Yo era un niño muy mentiroso, les dije. En ese instante todos los niños olvidaron las preguntas que tenían que hacer y se dispusieron a escuchar ¡la confesión de un pecado! ¡En público! Y teníais que ver a la monjita, cómo reverberaba de compasión, cuánta empatía penitente, qué ansia de absolución transmitía. Animado por el interés de los chavales y la comprensión de la sor, proseguí. Les conté que cuando tenía siete u ocho años, cuando mi madre no podía escuchar la mítica radionovela Ama Rosa (obra de Guillermo Sautier Casaseca, en las voces míticas de Juana Ginzo, Pedro Pablo Ayuso y las dos Matildes, Conesa y Vilariño), porque tenía que ir a poner inyecciones -mi madre las ponía de maravilla y acudía cuando la llamaban a cualquier rincón de la parroquia, nunca cobró un duro, por supuesto- o porque iba de compras a Vigo, me encargaba que la escuchara -no hacía falta, la escuchaba siempre que podía- y a la vuelta se la contaba con todo detalle. Disfrutaba, quizá como nunca llegué disfrutar, al advertir la alegría, la tristeza o las lágrimas que empezaban a asomar en los ojos de mi madre mientras le contaba el episodio que ella no había podido escuchar. Incluso me permitía añadir o modificar detalles para acentuar determinado efecto. Y comprobar el resultado en las reacciones de mi madre era como ganar un Oscar. Y eso me perdió.

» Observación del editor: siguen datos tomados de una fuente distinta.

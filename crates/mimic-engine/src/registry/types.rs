//! Type definitions for the invocation registry.

use crate::behavior::{Behavior, Outcome, SequenceCursor};
use crate::filter::ArgumentFilters;
use crate::member::{MemberKey, ReturnType};
use crate::value::Value;
use chrono::{DateTime, Utc};
use serde::Serialize;
use std::sync::Arc;

// ============================================================================
// Specifications
// ============================================================================

/// A registered pattern: filters and behavior bound to a member.
///
/// Specifications are never removed; a later one for the same member
/// shadows earlier ones wherever their filters overlap.
#[derive(Debug)]
pub struct InvocationSpecification {
    pub member: MemberKey,
    pub filters: ArgumentFilters,
    pub behavior: Behavior,
    /// Registration order across the whole mock, starting at 0
    pub sequence: u64,
    /// Progress through a `Sequence` behavior
    pub(crate) cursor: SequenceCursor,
}

impl InvocationSpecification {
    pub(crate) fn new(
        member: MemberKey,
        filters: ArgumentFilters,
        behavior: Behavior,
        sequence: u64,
    ) -> Self {
        Self {
            member,
            filters,
            behavior,
            sequence,
            cursor: SequenceCursor::new(),
        }
    }

    /// Claim the step the next matched call runs. Dispatch calls this while
    /// it holds the mock's write lock, so steps are handed out in log order.
    pub(crate) fn claim_step(&self) -> usize {
        match &self.behavior {
            Behavior::Sequence(steps) => self.cursor.advance(steps.len()),
            _ => 0,
        }
    }

    /// Run this specification's behavior for one matched call, using the
    /// step claimed for it.
    pub(crate) fn execute(&self, step: usize, args: &[Value], returns: &ReturnType) -> Outcome {
        match &self.behavior {
            Behavior::Sequence(steps) => match steps.get(step) {
                Some(behavior) => behavior.run(args, returns),
                None => Ok(returns.default_value()),
            },
            other => other.run(args, returns),
        }
    }
}

// ============================================================================
// Invocation Log
// ============================================================================

/// One real call of a mocked member, appended before its behavior runs.
#[derive(Debug, Clone)]
pub struct InvocationRecord {
    pub member: MemberKey,
    /// Arguments as they were at call time
    pub arguments: Vec<Value>,
    /// The specification that handled the call, if any
    pub matched: Option<Arc<InvocationSpecification>>,
    /// Position in the mock's invocation log, starting at 0
    pub sequence: u64,
    pub recorded_at: DateTime<Utc>,
}

impl InvocationRecord {
    /// Sequence number of the matched specification.
    pub fn matched_sequence(&self) -> Option<u64> {
        self.matched.as_ref().map(|spec| spec.sequence)
    }

    /// Render as `name(arg, ...)` for diagnostics.
    pub fn describe(&self) -> String {
        let args: Vec<String> = self.arguments.iter().map(ToString::to_string).collect();
        format!("{}({})", self.member.name(), args.join(", "))
    }
}

// ============================================================================
// Match Reports
// ============================================================================

/// How a call would be dispatched, without recording or executing it.
#[derive(Debug, Clone, Serialize)]
#[serde(rename_all = "camelCase")]
pub struct MatchReport {
    pub member: String,
    pub arguments: Vec<String>,
    pub matched: bool,
    #[serde(skip_serializing_if = "Option::is_none")]
    pub matched_sequence: Option<u64>,
    #[serde(skip_serializing_if = "Option::is_none")]
    pub behavior: Option<String>,
    /// Specifications in precedence order (most recent first)
    pub candidates: Vec<CandidateInfo>,
    /// Reason for no match
    #[serde(skip_serializing_if = "Option::is_none")]
    pub reason: Option<String>,
}

/// One specification considered while explaining a call.
#[derive(Debug, Clone, Serialize)]
#[serde(rename_all = "camelCase")]
pub struct CandidateInfo {
    pub sequence: u64,
    pub filters: Vec<String>,
    pub behavior: String,
    pub matches: bool,
    #[serde(skip_serializing_if = "Option::is_none")]
    pub first_mismatch: Option<usize>,
}

impl CandidateInfo {
    pub(crate) fn from_spec(spec: &InvocationSpecification, args: &[Value]) -> Self {
        let first_mismatch = spec.filters.first_mismatch(args);
        Self {
            sequence: spec.sequence,
            filters: spec.filters.iter().map(ToString::to_string).collect(),
            behavior: spec.behavior.to_string(),
            matches: first_mismatch.is_none(),
            first_mismatch,
        }
    }
}
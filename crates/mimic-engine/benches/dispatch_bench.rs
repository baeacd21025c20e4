use criterion::{
    black_box, criterion_group, criterion_main, BatchSize, BenchmarkId, Criterion, Throughput,
};
use mimic_engine::filter::{ArgumentFilter, ArgumentFilters, ANY};
use mimic_engine::{Behavior, MemberKey, MemberTable, Mock, Parameter, ReturnType, TypeTag, Value};

fn member() -> MemberKey {
    MemberKey::method(
        "lookup",
        vec![Parameter::new(TypeTag::Int), Parameter::new(TypeTag::Str)],
    )
}

/// Specification `i` matches `(i, <anything>)`; specification 0 is a catch-all.
fn build_mock(count: usize) -> Mock {
    let mock = Mock::new();
    mock.register(member(), ArgumentFilters::any(2), Behavior::returns(-1))
        .unwrap();
    for i in 1..count {
        mock.register(
            member(),
            ArgumentFilters::new(vec![ArgumentFilter::equals(i as i64), ANY]),
            Behavior::returns(i as i64),
        )
        .unwrap();
    }
    mock
}

fn args(key: i64) -> Vec<Value> {
    vec![Value::Int(key), Value::from("k")]
}

fn bench_dispatch(c: &mut Criterion) {
    let mut group = c.benchmark_group("dispatch");
    let returns = ReturnType::Of(TypeTag::Int);

    for count in [10, 100, 500].iter() {
        // Newest specification (best case)
        let newest = args(*count as i64 - 1);
        // Only the catch-all matches (worst case)
        let fallback = args(-5);

        group.throughput(Throughput::Elements(1));
        group.bench_with_input(BenchmarkId::new("match_newest", count), count, |b, &n| {
            b.iter_batched_ref(
                || build_mock(n),
                |mock| mock.dispatch(black_box(&member()), &returns, black_box(&newest)),
                BatchSize::LargeInput,
            );
        });
        group.bench_with_input(BenchmarkId::new("match_oldest", count), count, |b, &n| {
            b.iter_batched_ref(
                || build_mock(n),
                |mock| mock.dispatch(black_box(&member()), &returns, black_box(&fallback)),
                BatchSize::LargeInput,
            );
        });
    }

    group.finish();
}

fn bench_explain(c: &mut Criterion) {
    let mut group = c.benchmark_group("explain");

    for count in [10, 100, 500].iter() {
        let mock = build_mock(*count);
        let middle = args(*count as i64 / 2);

        group.throughput(Throughput::Elements(1));
        group.bench_with_input(BenchmarkId::new("middle", count), count, |b, _| {
            b.iter(|| mock.explain(black_box(&member()), black_box(&middle)));
        });
    }

    group.finish();
}

fn bench_filter_matching(c: &mut Criterion) {
    let mut group = c.benchmark_group("filter_matching");

    let simple = ArgumentFilters::new(vec![ArgumentFilter::equals(42), ANY]);
    let regex = ArgumentFilters::new(vec![
        ArgumentFilter::one_of([1, 2, 42]),
        ArgumentFilter::regex(r"^k\d*$").unwrap(),
    ]);
    let call = args(42);

    group.throughput(Throughput::Elements(1));
    group.bench_function("equals_any", |b| {
        b.iter(|| simple.matches(black_box(&call)));
    });
    group.bench_function("one_of_regex", |b| {
        b.iter(|| regex.matches(black_box(&call)));
    });

    group.finish();
}

fn bench_parse_pattern(c: &mut Criterion) {
    let mut table = MemberTable::new();
    table.declare_method(
        "lookup",
        vec![Parameter::new(TypeTag::Int), Parameter::new(TypeTag::Str)],
        ReturnType::Of(TypeTag::Int),
    );

    c.bench_function("parse_and_extract", |b| {
        b.iter(|| {
            let pattern = mimic_engine::parse_pattern(
                black_box(r#"lookup(IsInRange(1, 10), IsMatch("^k"))"#),
                &table,
            )
            .unwrap();
            mimic_engine::extract(&pattern).unwrap()
        });
    });
}

criterion_group!(
    benches,
    bench_dispatch,
    bench_explain,
    bench_filter_matching,
    bench_parse_pattern
);
criterion_main!(benches);
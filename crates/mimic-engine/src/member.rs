//! Logical identity of mocked members.
//!
//! A `MemberKey` identifies a method by name and ordered parameter list (so
//! overloads stay distinct) or a property accessor by name and accessor kind.
//! Equality and hashing use only this identity, so every configuration call
//! naming the same member lands in the same specification bucket.

use crate::value::{TypeTag, Value};
use std::fmt;
use std::str::FromStr;

/// How an argument is passed to a parameter.
#[derive(Debug, Clone, Copy, PartialEq, Eq, Hash, Default)]
pub enum PassingMode {
    #[default]
    In,
    Ref,
    Out,
}

impl PassingMode {
    /// By-reference and output-only parameters have no matchable pre-call value.
    pub fn is_by_reference(self) -> bool {
        matches!(self, PassingMode::Ref | PassingMode::Out)
    }
}

/// A formal parameter of a mocked method.
#[derive(Debug, Clone, PartialEq, Eq, Hash)]
pub struct Parameter {
    pub ty: TypeTag,
    pub mode: PassingMode,
}

impl Parameter {
    pub fn new(ty: TypeTag) -> Self {
        Self {
            ty,
            mode: PassingMode::In,
        }
    }

    pub fn by_ref(ty: TypeTag) -> Self {
        Self {
            ty,
            mode: PassingMode::Ref,
        }
    }

    pub fn out(ty: TypeTag) -> Self {
        Self {
            ty,
            mode: PassingMode::Out,
        }
    }
}

impl fmt::Display for Parameter {
    fn fmt(&self, f: &mut fmt::Formatter<'_>) -> fmt::Result {
        match self.mode {
            PassingMode::In => write!(f, "{}", self.ty),
            PassingMode::Ref => write!(f, "ref {}", self.ty),
            PassingMode::Out => write!(f, "out {}", self.ty),
        }
    }
}

impl FromStr for Parameter {
    type Err = String;

    /// Parses `int`, `ref int` or `out Customer`.
    fn from_str(s: &str) -> Result<Self, Self::Err> {
        let s = s.trim();
        if let Some(rest) = s.strip_prefix("ref ") {
            Ok(Parameter::by_ref(rest.parse()?))
        } else if let Some(rest) = s.strip_prefix("out ") {
            Ok(Parameter::out(rest.parse()?))
        } else {
            Ok(Parameter::new(s.parse()?))
        }
    }
}

/// Property accessor kind.
#[derive(Debug, Clone, Copy, PartialEq, Eq, Hash)]
pub enum Accessor {
    Get,
    Set,
}

/// Identity of a method or property accessor.
#[derive(Debug, Clone, PartialEq, Eq, Hash)]
pub enum MemberKey {
    Method {
        name: String,
        parameters: Vec<Parameter>,
    },
    Property {
        name: String,
        accessor: Accessor,
    },
}

impl MemberKey {
    pub fn method(name: impl Into<String>, parameters: Vec<Parameter>) -> Self {
        MemberKey::Method {
            name: name.into(),
            parameters,
        }
    }

    pub fn getter(name: impl Into<String>) -> Self {
        MemberKey::Property {
            name: name.into(),
            accessor: Accessor::Get,
        }
    }

    pub fn setter(name: impl Into<String>) -> Self {
        MemberKey::Property {
            name: name.into(),
            accessor: Accessor::Set,
        }
    }

    pub fn name(&self) -> &str {
        match self {
            MemberKey::Method { name, .. } | MemberKey::Property { name, .. } => name,
        }
    }

    /// Number of actual arguments a call of this member carries.
    pub fn arity(&self) -> usize {
        match self {
            MemberKey::Method { parameters, .. } => parameters.len(),
            MemberKey::Property {
                accessor: Accessor::Get,
                ..
            } => 0,
            MemberKey::Property {
                accessor: Accessor::Set,
                ..
            } => 1,
        }
    }

    /// Passing mode of the parameter at `index`. Setter values are always `In`.
    pub fn parameter_mode(&self, index: usize) -> PassingMode {
        match self {
            MemberKey::Method { parameters, .. } => parameters
                .get(index)
                .map(|p| p.mode)
                .unwrap_or_default(),
            MemberKey::Property { .. } => PassingMode::In,
        }
    }
}

impl fmt::Display for MemberKey {
    fn fmt(&self, f: &mut fmt::Formatter<'_>) -> fmt::Result {
        match self {
            MemberKey::Method { name, parameters } => {
                write!(f, "{name}(")?;
                for (i, param) in parameters.iter().enumerate() {
                    if i > 0 {
                        f.write_str(", ")?;
                    }
                    write!(f, "{param}")?;
                }
                f.write_str(")")
            }
            MemberKey::Property {
                name,
                accessor: Accessor::Get,
            } => write!(f, "{name}.get"),
            MemberKey::Property {
                name,
                accessor: Accessor::Set,
            } => write!(f, "{name}.set"),
        }
    }
}

/// Declared return type of a member, used for the unmatched-call fallback.
#[derive(Debug, Clone, PartialEq, Eq, Default)]
pub enum ReturnType {
    #[default]
    Void,
    Of(TypeTag),
}

impl ReturnType {
    /// `Unit` for void members, otherwise the type's default value.
    pub fn default_value(&self) -> Value {
        match self {
            ReturnType::Void => Value::Unit,
            ReturnType::Of(ty) => ty.default_value(),
        }
    }
}

impl From<TypeTag> for ReturnType {
    fn from(ty: TypeTag) -> Self {
        ReturnType::Of(ty)
    }
}
//! Scenario file linting library for Mimic.
//!
//! This library checks scenario files (the YAML or JSON files a mock can be
//! built from) for problems before they are loaded. It can be used as a
//! standalone library or through the `mimic-lint` CLI binary.
//!
//! # Example
//!
//! ```no_run
//! use mimic_lint::{lint_file, lint_directory, LintOptions};
//! use std::path::Path;
//!
//! // Lint a single file
//! let result = lint_file(Path::new("calculator.yaml"), &LintOptions::default());
//!
//! // Lint a directory
//! let result = lint_directory(Path::new("./scenarios"), &LintOptions::default());
//!
//! if result.has_errors() {
//!     eprintln!("Found {} errors", result.errors);
//! }
//! ```

mod types;
mod validator;

use mimic_engine::scenario::ScenarioFile;
use std::path::Path;

// Re-export public types
pub use types::{LintIssue, LintOptions, LintResult, Severity};

pub use validator::validate_scenario;

/// Text format of a scenario.
#[derive(Debug, Clone, Copy, PartialEq, Eq)]
pub enum Format {
    Yaml,
    Json,
}

impl Format {
    /// Format for a path, or `None` when the extension is not a scenario
    /// extension.
    pub fn from_path(path: &Path) -> Option<Self> {
        let ext = path.extension()?.to_str()?.to_ascii_lowercase();
        match ext.as_str() {
            "yaml" | "yml" => Some(Format::Yaml),
            "json" => Some(Format::Json),
            _ => None,
        }
    }

    fn label(self) -> &'static str {
        match self {
            Format::Yaml => "YAML",
            Format::Json => "JSON",
        }
    }
}

/// Lint a single scenario file. Files without a `.json` extension are read
/// as YAML.
pub fn lint_file(path: &Path, options: &LintOptions) -> LintResult {
    let content = match std::fs::read_to_string(path) {
        Ok(c) => c,
        Err(e) => {
            let mut result = LintResult::new();
            result.files_checked = 1;
            result.add_issue(LintIssue::error(
                "E001",
                format!("Failed to read file: {e}"),
                path,
            ));
            return result;
        }
    };

    let format = Format::from_path(path).unwrap_or(Format::Yaml);
    lint_str(&content, format, path, options)
}

/// Lint all scenario files (`.yaml`, `.yml`, `.json`) in a directory,
/// non-recursively and in file name order.
pub fn lint_directory(path: &Path, options: &LintOptions) -> LintResult {
    let mut result = LintResult::new();

    let entries = match std::fs::read_dir(path) {
        Ok(e) => e,
        Err(e) => {
            result.add_issue(LintIssue::error(
                "E001",
                format!("Failed to read directory: {e}"),
                path,
            ));
            return result;
        }
    };

    let mut files: Vec<_> = entries
        .flatten()
        .map(|entry| entry.path())
        .filter(|p| p.is_file() && Format::from_path(p).is_some())
        .collect();
    files.sort();

    for file_path in files {
        result.merge(lint_file(&file_path, options));
    }
    result
}

/// Lint scenario text directly; `source` names it in reported issues.
pub fn lint_str(text: &str, format: Format, source: &Path, options: &LintOptions) -> LintResult {
    let mut result = LintResult::new();
    result.files_checked = 1;

    let parsed: Result<ScenarioFile, String> = match format {
        Format::Yaml => serde_yaml::from_str(text).map_err(|e| e.to_string()),
        Format::Json => serde_json::from_str(text).map_err(|e| e.to_string()),
    };

    match parsed {
        Ok(scenario) => validate_scenario(source, &scenario, &mut result, options),
        Err(e) => result.add_issue(
            LintIssue::error("E002", format!("Invalid {}: {e}", format.label()), source)
                .with_suggestion("Check the file against the scenario format"),
        ),
    }
    result
}
//! Per-mock options.

use serde::{Deserialize, Serialize};

/// Options that change how a mock reports its activity. None of them affect
/// matching, logging of invocations, or the outcome of a call.
#[derive(Debug, Clone, Default, PartialEq, Eq, Serialize, Deserialize)]
#[serde(rename_all = "camelCase")]
pub struct MockOptions {
    /// Name used in log lines and verification messages
    #[serde(default, skip_serializing_if = "Option::is_none")]
    pub name: Option<String>,

    /// Emit a warning for calls no specification matched
    #[serde(default, skip_serializing_if = "is_false")]
    pub warn_on_unmatched: bool,
}

fn is_false(b: &bool) -> bool {
    !*b
}

impl MockOptions {
    pub fn named(name: impl Into<String>) -> Self {
        Self {
            name: Some(name.into()),
            ..Default::default()
        }
    }

    pub fn display_name(&self) -> &str {
        self.name.as_deref().unwrap_or("mock")
    }
}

Un día, mientras le contaba el episodio que se había perdido, me dejé arrastrar por la fabulación y añadí y modifiqué algo más que los detalles, en realidad, apenas si respeté el planteamiento, pero el segundo y tercer actos eran míos, nacidos del fervor por contar, un fervor caldeado por la sorpresa y la pena que transparentaba mi madre. Y entonces dejé a Ama Rosa al borde de la muerte en un final sorprendente e inevitable. Aquel día me sentí un rey, que digo un rey, un dios, un hacedor omnipotente que tuvieran en sus manos los hilos de la emoción, nada menos que de mi madre. Claro, al día siguiente, mi madre estaba junto a la radio media hora antes de que empezara la radionovela, y, hay que ver el candor de la infancia, yo estaba allí, a su lado, como un campeón. Pero ¡si yo sabía de sobra lo que se me venía encima! Efectivamente, unas cuantas bofetadas en cuanto mi madre advirtió la estafa (narrativa). Muchos años después, como quien dice anteayer, mi madre acabó por concluir que el mentiroso compulsivo que yo era, en realidad podría verse como un guionista en prácticas.
Algo así comprendió la monjita, que celebró que hubiera reconducido el mal hábito de mentir -tal cual, se lo explicó a los niños- lo hubiera reconducido uno hacia un oficio de provecho. Respecto al provecho renuncié a más aclaraciones. Pero creo que los niños escucharon la lección moral con la mosca detrás de la oreja y entendieron perfectamente que contar una historia es una actividad de riesgo. Porque de eso se trataba. Vamos, creo yo.
Y creo que entre aquella 'adaptación' de Ama Rosa y esta escuela existe un hilo conductor frágil pero irremediable que quisiera celebrar con vosotros. Acaba de llegar el amigo Diomedes Díaz y vamos a compartir lo que queda de la botella de Bushmills que me trajo Adelita para celebrar el primer aniversario de esta escuela. Vosotros, si queréis, podéis soplar una velita (virtual). No podéis imaginar cuánto os agradece uno la compañía. Y como decía aquél, que nos veamos aquí de hoy en un año.